What lines in the records below hold the string "bounded"? Please show them.
════
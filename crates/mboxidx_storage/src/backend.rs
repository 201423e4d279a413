//! Storage backend trait definition.

use crate::error::StorageResult;

/// A low-level byte store underneath an mboxidx index file.
///
/// Backends are **opaque byte stores**: the index engine owns all format
/// interpretation (header layout, record slots), and the archive reader
/// treats a backend as a plain read-only byte source. Record slots are
/// appended once and then patched in place, so backends support bounded
/// overwrites in addition to appends.
///
/// # Invariants
///
/// - `append` returns the offset where the data landed
/// - `read_at` returns exactly the bytes most recently written at that range
/// - `write_at` never grows the store; it fails past the current size
/// - after `sync` returns, all previously written data survives process
///   termination
pub trait StorageBackend: Send + Sync {
    /// Reads `len` bytes starting at `offset`.
    ///
    /// # Errors
    ///
    /// Returns an error if the range extends beyond the current size or an
    /// I/O error occurs.
    fn read_at(&self, offset: u64, len: usize) -> StorageResult<Vec<u8>>;

    /// Appends data to the end of the store, returning the write offset.
    ///
    /// # Errors
    ///
    /// Returns an error if an I/O error occurs.
    fn append(&mut self, data: &[u8]) -> StorageResult<u64>;

    /// Overwrites existing bytes at `offset`.
    ///
    /// The whole range must lie within the current size.
    ///
    /// # Errors
    ///
    /// Returns an error if the range extends beyond the current size or an
    /// I/O error occurs.
    fn write_at(&mut self, offset: u64, data: &[u8]) -> StorageResult<()>;

    /// Pushes all pending writes to the OS.
    ///
    /// # Errors
    ///
    /// Returns an error if the flush operation fails.
    fn flush(&mut self) -> StorageResult<()>;

    /// Durably persists data and metadata (fsync).
    ///
    /// A stronger barrier than `flush`: after this returns, everything
    /// written so far survives a crash.
    ///
    /// # Errors
    ///
    /// Returns an error if the sync operation fails.
    fn sync(&mut self) -> StorageResult<()>;

    /// Returns the current size of the store in bytes.
    ///
    /// This is the offset where the next `append` will write.
    ///
    /// # Errors
    ///
    /// Returns an error if the size cannot be determined.
    fn size(&self) -> StorageResult<u64>;

    /// Truncates the store to `new_size` bytes.
    ///
    /// Used to reclaim torn or provisional record slots left behind by a
    /// crash.
    ///
    /// # Errors
    ///
    /// Returns an error if `new_size` exceeds the current size or the
    /// truncation fails.
    fn truncate(&mut self, new_size: u64) -> StorageResult<()>;
}
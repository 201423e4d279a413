//! # mboxidx Storage
//!
//! Byte-store backends for mboxidx.
//!
//! A backend is an opaque, flat byte store. It knows nothing about index
//! headers, record slots, or mbox framing; the engine crate owns all format
//! interpretation. Backends only provide positioned reads, appends, bounded
//! in-place overwrites, and durability barriers.
//!
//! ## Available backends
//!
//! - [`FileBackend`] - persistent storage using OS file APIs
//! - [`MemoryBackend`] - tests and ephemeral indexes
//!
//! ## Example
//!
//! ```rust
//! use mboxidx_storage::{MemoryBackend, StorageBackend};
//!
//! let mut backend = MemoryBackend::new();
//! let offset = backend.append(b"record bytes").unwrap();
//! assert_eq!(backend.read_at(offset, 12).unwrap(), b"record bytes");
//! ```

#![deny(unsafe_code)]
#![warn(missing_docs)]

mod backend;
mod error;
mod file;
mod memory;

pub use backend::StorageBackend;
pub use error::{StorageError, StorageResult};
pub use file::FileBackend;
pub use memory::MemoryBackend;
════
Solution:
/// appended once and then patched in place, so backends support bounded
//! interpretation. Backends only provide positioned reads, appends, bounded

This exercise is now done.